[Data for analysis — start]
//! Error types for the pack layer.

use thiserror::Error;

/// Result type for pack operations.
pub type PackResult<T> = Result<T, PackError>;

/// Errors that can occur when opening, mutating, or serializing a data pack.
///
/// Only structural failures surface here. Per-document anomalies (duplicate
/// writes, malformed entries read back) are logged and absorbed so one bad
/// document never aborts work on the rest of the archive.
#[derive(Debug, Error)]
pub enum PackError {
    /// The byte stream is not a readable zip container. Fatal for the
    /// affected pack instance.
    #[error("corrupt archive: {0}")]
    CorruptArchive(String),

    /// Encoding the in-memory archive back to bytes failed. Fatal for the
    /// save attempt; any previously saved file is left untouched.
    #[error("archive serialization failed: {0}")]
    SerializationFailed(String),

    /// The entity id is empty or not usable as an archive path segment.
    /// Rejected before the pack is touched.
    #[error("invalid entity id: {0:?}")]
    InvalidId(String),

    /// Filesystem error while loading or saving a pack file.
    #[error("I/O error: {0}")]
    Io(#[from] std::io::Error),
}
use std::collections::BTreeMap;
use std::io::{Cursor, Read, Seek, Write};
use std::path::Path;

use serde_json::{Map, Value};
use tracing::{debug, warn};
use zip::write::SimpleFileOptions;
use zip::{ZipArchive, ZipWriter};

use thermoplan_model::ModelType;

use crate::error::{PackError, PackResult};

/// A portable archive of entity documents.
///
/// Maps `category/id.json` entry paths to UTF-8 JSON bytes, held fully in
/// memory between [`DataPack::open`] and [`DataPack::to_bytes`]. Entries that
/// do not belong to any category (a README, foreign files in a hand-built
/// archive) are carried through untouched but never enumerated as ids.
///
/// A `DataPack` is single-owner mutable state: one writer or one reader at a
/// time, confined to one thread by the embedding application.
pub struct DataPack {
    entries: BTreeMap<String, Vec<u8>>,
}

impl DataPack {
    /// Create a new empty pack.
    pub fn new() -> Self {
        Self {
            entries: BTreeMap::new(),
        }
    }

    /// Parse a pack from a zip-formatted byte stream.
    pub fn open<R: Read + Seek>(reader: R) -> PackResult<Self> {
        let mut archive =
            ZipArchive::new(reader).map_err(|e| PackError::CorruptArchive(e.to_string()))?;
        let mut entries = BTreeMap::new();
        for i in 0..archive.len() {
            let mut file = archive
                .by_index(i)
                .map_err(|e| PackError::CorruptArchive(e.to_string()))?;
            if file.is_dir() {
                continue;
            }
            let name = file.name().to_string();
            let mut data = Vec::new();
            file.read_to_end(&mut data)?;
            entries.insert(name, data);
        }
        Ok(Self { entries })
    }

    /// Parse a pack from an in-memory byte buffer.
    pub fn from_bytes(bytes: &[u8]) -> PackResult<Self> {
        Self::open(Cursor::new(bytes))
    }

    /// Open a pack file from disk.
    pub fn load(path: &Path) -> PackResult<Self> {
        let file = std::fs::File::open(path)?;
        Self::open(file)
    }

    fn entry_path(model_type: ModelType, id: &str) -> String {
        format!("{}/{}.json", model_type.dir(), id)
    }

    /// Ids of all documents stored under the given category.
    ///
    /// Enumeration order is an implementation detail; each id appears exactly
    /// once.
    pub fn ids(&self, model_type: ModelType) -> Vec<String> {
        let prefix = format!("{}/", model_type.dir());
        self.entries
            .keys()
            .filter_map(|path| path.strip_prefix(&prefix))
            .filter_map(|rest| rest.strip_suffix(".json"))
            .filter(|stem| !stem.is_empty() && !stem.contains('/'))
            .map(str::to_string)
            .collect()
    }

    /// Whether a document exists at (category, id).
    pub fn contains(&self, model_type: ModelType, id: &str) -> bool {
        !id.contains('/') && self.entries.contains_key(&Self::entry_path(model_type, id))
    }

    /// Read the document at (category, id).
    ///
    /// `None` is a normal outcome: the entry is absent, or present but not a
    /// JSON object (logged and treated as absent).
    pub fn read(&self, model_type: ModelType, id: &str) -> Option<Map<String, Value>> {
        if id.contains('/') {
            return None;
        }
        let path = Self::entry_path(model_type, id);
        let bytes = self.entries.get(&path)?;
        match serde_json::from_slice::<Value>(bytes) {
            Ok(Value::Object(doc)) => Some(doc),
            Ok(_) => {
                warn!(%path, "archive entry is not a JSON object");
                None
            }
            Err(err) => {
                warn!(%path, %err, "archive entry is not valid JSON");
                None
            }
        }
    }

    /// Insert a document into the given category, keyed by its `id` field.
    ///
    /// The document must carry a non-empty string `id` that is usable as a
    /// path segment, otherwise [`PackError::InvalidId`] is returned before
    /// the pack is touched. If an entry already exists at the computed path
    /// the write is skipped and the existing bytes stay as they are — the
    /// at-most-once-per-id invariant lives here, at the lowest layer.
    pub fn put(&mut self, model_type: ModelType, doc: &Map<String, Value>) -> PackResult<()> {
        let id = doc.get("id").and_then(Value::as_str).unwrap_or_default();
        if id.is_empty() || id.contains('/') {
            return Err(PackError::InvalidId(id.to_string()));
        }
        let path = Self::entry_path(model_type, id);
        if self.entries.contains_key(&path) {
            warn!(%path, "entry already present, write skipped");
            return Ok(());
        }
        let bytes = serde_json::to_vec(doc)
            .map_err(|e| PackError::SerializationFailed(e.to_string()))?;
        debug!(%path, "writing entity document");
        self.entries.insert(path, bytes);
        Ok(())
    }

    /// Encode the pack to a zip-formatted byte buffer.
    ///
    /// Builds the whole archive in memory; on failure nothing has been
    /// written anywhere.
    pub fn to_bytes(&self) -> PackResult<Vec<u8>> {
        let mut zip = ZipWriter::new(Cursor::new(Vec::new()));
        let options =
            SimpleFileOptions::default().compression_method(zip::CompressionMethod::Deflated);
        for (path, data) in &self.entries {
            zip.start_file(path.as_str(), options)
                .map_err(|e| PackError::SerializationFailed(e.to_string()))?;
            zip.write_all(data)
                .map_err(|e| PackError::SerializationFailed(e.to_string()))?;
        }
        let cursor = zip
            .finish()
            .map_err(|e| PackError::SerializationFailed(e.to_string()))?;
        Ok(cursor.into_inner())
    }

    /// Save the pack to disk.
    ///
    /// The archive is fully encoded in memory first, written to a sibling
    /// temporary file, then renamed into place — the destination never holds
    /// a partial archive, and a failed save leaves any prior file untouched.
    pub fn save(&self, path: &Path) -> PackResult<()> {
        let bytes = self.to_bytes()?;
        let mut tmp = path.as_os_str().to_owned();
        tmp.push(".tmp");
        let tmp = std::path::PathBuf::from(tmp);
        std::fs::write(&tmp, &bytes)?;
        std::fs::rename(&tmp, path)?;
        Ok(())
    }

    /// Number of entries, foreign ones included.
    pub fn len(&self) -> usize {
        self.entries.len()
    }

    /// Returns `true` if the pack holds no entries.
    pub fn is_empty(&self) -> bool {
        self.entries.is_empty()
    }

    /// All entry paths, for diagnostics and tests.
    pub fn entry_names(&self) -> impl Iterator<Item = &str> {
        self.entries.keys().map(String::as_str)
    }

    /// Raw stored bytes of a document, for byte-equality checks.
    pub fn entry_bytes(&self, model_type: ModelType, id: &str) -> Option<&[u8]> {
        self.entries
            .get(&Self::entry_path(model_type, id))
            .map(Vec::as_slice)
    }
}

impl Default for DataPack {
    fn default() -> Self {
        Self::new()
    }
}

impl std::fmt::Debug for DataPack {
    fn fmt(&self, f: &mut std::fmt::Formatter<'_>) -> std::fmt::Result {
        f.debug_struct("DataPack")
            .field("entry_count", &self.entries.len())
            .finish()
    }
}

#[cfg(test)]
mod tests {
    use super::*;
    use serde_json::json;

    fn doc(id: &str) -> Map<String, Value> {
        let mut doc = Map::new();
        doc.insert("id".into(), json!(id));
        doc.insert("@type".into(), json!("Fuel"));
        doc
    }

    #[test]
    fn put_and_read() {
        let mut pack = DataPack::new();
        pack.put(ModelType::Fuel, &doc("f1")).unwrap();

        assert!(pack.contains(ModelType::Fuel, "f1"));
        let read_back = pack.read(ModelType::Fuel, "f1").unwrap();
        assert_eq!(read_back.get("id"), Some(&json!("f1")));
    }

    #[test]
    fn read_missing_is_none() {
        let pack = DataPack::new();
        assert!(pack.read(ModelType::Fuel, "nope").is_none());
        assert!(!pack.contains(ModelType::Fuel, "nope"));
    }

    #[test]
    fn second_put_is_noop() {
        let mut pack = DataPack::new();
        pack.put(ModelType::Fuel, &doc("f1")).unwrap();
        let first = pack.entry_bytes(ModelType::Fuel, "f1").unwrap().to_vec();

        let mut altered = doc("f1");
        altered.insert("unit".into(), json!("kg"));
        pack.put(ModelType::Fuel, &altered).unwrap();

        assert_eq!(pack.entry_bytes(ModelType::Fuel, "f1").unwrap(), &first[..]);
        assert_eq!(pack.len(), 1);
    }

    #[test]
    fn empty_id_rejected() {
        let mut pack = DataPack::new();
        let err = pack.put(ModelType::Fuel, &doc("")).unwrap_err();
        assert!(matches!(err, PackError::InvalidId(_)));
        assert!(pack.is_empty());
    }

    #[test]
    fn missing_id_rejected() {
        let mut pack = DataPack::new();
        let mut no_id = Map::new();
        no_id.insert("@type".into(), json!("Fuel"));
        let err = pack.put(ModelType::Fuel, &no_id).unwrap_err();
        assert!(matches!(err, PackError::InvalidId(_)));
    }

    #[test]
    fn slash_in_id_rejected() {
        let mut pack = DataPack::new();
        let err = pack.put(ModelType::Fuel, &doc("../evil")).unwrap_err();
        assert!(matches!(err, PackError::InvalidId(_)));
        assert!(pack.is_empty());
    }

    #[test]
    fn same_id_different_categories() {
        let mut pack = DataPack::new();
        pack.put(ModelType::Fuel, &doc("x1")).unwrap();
        pack.put(ModelType::Manufacturer, &doc("x1")).unwrap();
        assert_eq!(pack.len(), 2);
        assert!(pack.contains(ModelType::Fuel, "x1"));
        assert!(pack.contains(ModelType::Manufacturer, "x1"));
    }

    #[test]
    fn corrupt_bytes_rejected() {
        let err = DataPack::from_bytes(b"definitely not a zip").unwrap_err();
        assert!(matches!(err, PackError::CorruptArchive(_)));
    }
}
[Data for analysis — finish]
With the line that has "in a hand-built" as the first and the line that has "let mut archive" as the last, repeat exactly that run of lines above and no more.

/// do not belong to any category (a README, foreign files in a hand-built
/// archive) are carried through untouched but never enumerated as ids.
///
/// A `DataPack` is single-owner mutable state: one writer or one reader at a
/// time, confined to one thread by the embedding application.
pub struct DataPack {
    entries: BTreeMap<String, Vec<u8>>,
}

impl DataPack {
    /// Create a new empty pack.
    pub fn new() -> Self {
        Self {
            entries: BTreeMap::new(),
        }
    }

    /// Parse a pack from a zip-formatted byte stream.
    pub fn open<R: Read + Seek>(reader: R) -> PackResult<Self> {
        let mut archive =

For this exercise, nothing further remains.